Book of Ezekiel, chapter 13

Ezekiel 13 is the thirteenth chapter of the Book of Ezekiel in the Hebrew Bible or the Old Testament of the Christian Bible. This book contains the prophecies attributed to the prophet/priest Ezekiel, and is one of the Books of the Prophets. This chapter contains rebukes against "a variety of false prophets", Ezekiel 13:1-16, and false prophetesses, Ezekiel 13:17-23.

==Text==
The original text of this chapter is written in the Hebrew language. This chapter is divided into 23 verses.

===Textual witnesses===
Some early manuscripts containing the text of this chapter in Hebrew are of the Masoretic Text tradition, which includes the Codex Cairensis (895), the Petersburg Codex of the Prophets (916), Aleppo Codex (10th century), Codex Leningradensis (1008).

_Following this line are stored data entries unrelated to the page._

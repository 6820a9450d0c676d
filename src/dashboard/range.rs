//! Range Controller
//!
//! Watches the user's stored chart range. On the initial value and on every
//! change it rebuilds the charts from scratch:
//!
//! 1. stop the current charting feed
//! 2. destroy the three chart views
//! 3. create three fresh views
//! 4. start a new charting feed limited to the new range
//!
//! Charts cannot shrink or grow their window in place, so there is no
//! diffing between the old and new range.

use std::sync::{Arc, Mutex};
use tokio::sync::watch;
use tokio::task::JoinHandle;

use super::chart::ChartSet;
use super::feed::{FeedSubscription, LiveFeed};
use super::UiSink;
use crate::config::DashboardConfig;
use crate::storage::{RangeRef, ReadingsRef, StorageResult};
use crate::websocket::ServerMessage;

/// Charts plus the feed plotting into them
struct ChartingState {
    charts: Arc<Mutex<Option<ChartSet>>>,
    feed: Option<FeedSubscription>,
    readings: ReadingsRef,
    window: usize,
    ui: UiSink,
}

impl ChartingState {
    fn rebuild(&mut self, range: u32) -> StorageResult<()> {
        // Stop first so no in-flight reading lands in the new charts
        if let Some(feed) = self.feed.take() {
            feed.stop();
        }

        {
            let mut charts = self.charts.lock()?;
            if let Some(old) = charts.take() {
                old.destroy();
            }
            *charts = Some(ChartSet::create(self.window, &self.ui));
        }

        let charts = Arc::clone(&self.charts);
        self.feed = Some(LiveFeed::start(&self.readings, range as usize, move |reading| {
            if let Ok(mut guard) = charts.lock() {
                if let Some(set) = guard.as_mut() {
                    set.plot(reading);
                }
            }
        })?);

        let _ = self.ui.send(ServerMessage::RangeChanged { range });
        Ok(())
    }
}

/// Keeps the dashboard charts in step with the stored chart range
pub struct RangeController {
    range: RangeRef,
    state: Arc<Mutex<ChartingState>>,
    applied: watch::Receiver<Option<u32>>,
    task: JoinHandle<()>,
}

impl RangeController {
    /// Create the charts and start watching the stored range.
    ///
    /// While no range is stored, `settings.default_chart_range` is used.
    pub fn watch(
        range: RangeRef,
        readings: ReadingsRef,
        settings: &DashboardConfig,
        ui: &UiSink,
    ) -> StorageResult<Self> {
        let mut stored = range.watch()?;
        let (applied_tx, applied) = watch::channel(None);

        let state = Arc::new(Mutex::new(ChartingState {
            charts: Arc::new(Mutex::new(Some(ChartSet::create(settings.chart_window, ui)))),
            feed: None,
            readings,
            window: settings.chart_window,
            ui: ui.clone(),
        }));

        let task_state = Arc::clone(&state);
        let default_range = settings.default_chart_range;
        let path = range.path().to_string();

        let task = tokio::spawn(async move {
            loop {
                let value = stored.borrow_and_update().unwrap_or(default_range);
                tracing::info!(path = %path, range = value, "Rebuilding charts");

                let result = match task_state.lock() {
                    Ok(mut charting) => charting.rebuild(value),
                    Err(e) => Err(e.into()),
                };
                match result {
                    Ok(()) => {
                        applied_tx.send_replace(Some(value));
                    }
                    Err(e) => {
                        tracing::warn!(path = %path, range = value, error = %e, "Chart rebuild failed");
                    }
                }

                if stored.changed().await.is_err() {
                    break;
                }
            }
        });

        Ok(Self {
            range,
            state,
            applied,
            task,
        })
    }

    /// Store a new range; the watcher performs the rebuild
    pub fn set_range(&self, value: u32) -> StorageResult<()> {
        self.range.set(value)
    }

    /// Range the charts were last rebuilt with
    pub fn applied(&self) -> watch::Receiver<Option<u32>> {
        self.applied.clone()
    }
}

impl Drop for RangeController {
    fn drop(&mut self) {
        self.task.abort();
        let feed = match self.state.lock() {
            Ok(mut charting) => charting.feed.take(),
            Err(poisoned) => poisoned.into_inner().feed.take(),
        };
        drop(feed);
    }
}
//! Application State
//!
//! Shared state accessible by all API handlers.
//! Wrapped in Arc for thread-safe sharing across async tasks.

use axum::http::{header::AUTHORIZATION, HeaderMap};
use std::sync::Arc;
use std::time::Instant;

use crate::api::error::ApiResult;
use crate::auth::TokenVerifier;
use crate::config::{ApiConfig, Config, DashboardConfig};
use crate::dashboard::Session;
use crate::storage::{RangeRef, ReadingsRef, RealtimeDatabase, UserPaths};
use crate::websocket::{ConnectionHub, HubConfig};

/// Shared application state for all handlers
#[derive(Clone)]
pub struct AppState {
    /// Realtime database holding every user's readings and chart range
    pub db: Arc<RealtimeDatabase>,
    pub verifier: TokenVerifier,
    /// API configuration
    pub config: Arc<ApiConfig>,
    /// Settings handed to every dashboard session
    pub dashboard: DashboardConfig,
    /// Server start time for uptime tracking
    pub start_time: Instant,
    /// Open dashboard pages
    pub ws_hub: Arc<ConnectionHub>,
}

impl AppState {
    pub fn new(db: Arc<RealtimeDatabase>, config: &Config) -> Self {
        Self::with_parts(
            db,
            TokenVerifier::new(&config.auth.jwt_secret),
            config.api.clone(),
            config.dashboard.clone(),
        )
    }

    pub fn with_parts(
        db: Arc<RealtimeDatabase>,
        verifier: TokenVerifier,
        api: ApiConfig,
        dashboard: DashboardConfig,
    ) -> Self {
        let hub_config = HubConfig {
            max_connections: api.max_connections,
        };
        Self {
            db,
            verifier,
            config: Arc::new(api),
            dashboard,
            start_time: Instant::now(),
            ws_hub: Arc::new(ConnectionHub::new(hub_config)),
        }
    }

    /// Get server uptime in seconds
    pub fn uptime_seconds(&self) -> u64 {
        self.start_time.elapsed().as_secs()
    }

    /// Get WebSocket connection count
    pub async fn ws_connection_count(&self) -> usize {
        self.ws_hub.connection_count().await
    }

    /// Resolve the caller from the `Authorization` header
    pub fn authenticate(&self, headers: &HeaderMap) -> ApiResult<Session> {
        let header = headers.get(AUTHORIZATION).and_then(|v| v.to_str().ok());
        Ok(self.verifier.verify_bearer(header)?)
    }

    pub fn readings_for(&self, session: &Session) -> ReadingsRef {
        ReadingsRef::for_user(Arc::clone(&self.db), &UserPaths::for_uid(&session.uid))
    }

    pub fn range_for(&self, session: &Session) -> RangeRef {
        RangeRef::for_user(Arc::clone(&self.db), &UserPaths::for_uid(&session.uid))
    }
}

There is also a translation into Koine Greek known as the Septuagint, made in the last few centuries BC. Extant ancient manuscripts of the Septuagint version include Codex Vaticanus (B; $\mathfrak{G}$^{B}; 4th century), Codex Alexandrinus (A; $\mathfrak{G}$^{A}; 5th century) and Codex Marchalianus (Q; $\mathfrak{G}$^{Q}; 6th century). (Note: Ezekiel is missing from the extant Codex Sinaiticus.)

==Verse 18==
King James Version:
 And say, Thus saith the Lord God;
 Woe to the women that sew pillows to all armholes,
 and make kerchiefs upon the head of every stature to hunt souls!
 Will ye hunt the souls of my people,
 and will ye save the souls alive that come unto you?
- "Kerchief" (Hebrew: מספחות mispahot; Vulgate: cervicalia): a long veil for the head that hangs down covering the whole body (also in ).

==Verse 19==
 And will ye pollute me among my people for handfuls of barley and for pieces of bread,
 to slay the souls that should not die,
 and to save the souls alive that should not live,
 by your lying to my people that hear your lies?
- "For handfuls of barley and for pieces of bread": the bad actions were done "for a meager fee".

==See also==
- Divination
- Israel
- Related Bible parts: Jeremiah 28, Jeremiah 29, 1 Corinthians 6, Ephesians 5

==Bibliography==
- Bromiley, Geoffrey W. (1995). "International Standard Bible Encyclopedia: vol. iv, Q-Z"
- Brown, Francis (1994). "The Brown-Driver-Briggs Hebrew and English Lexicon"
- Clements, Ronald E (1996). "Ezekiel"
- Gesenius, H. W. F. (1979). "Gesenius' Hebrew and Chaldee Lexicon to the Old Testament Scriptures: Numerically Coded to Strong's Exhaustive Concordance, with an English Index."
- Joyce, Paul M. (2009). "Ezekiel: A Commentary"
- Würthwein, Ernst (1995). "The Text of the Old Testament"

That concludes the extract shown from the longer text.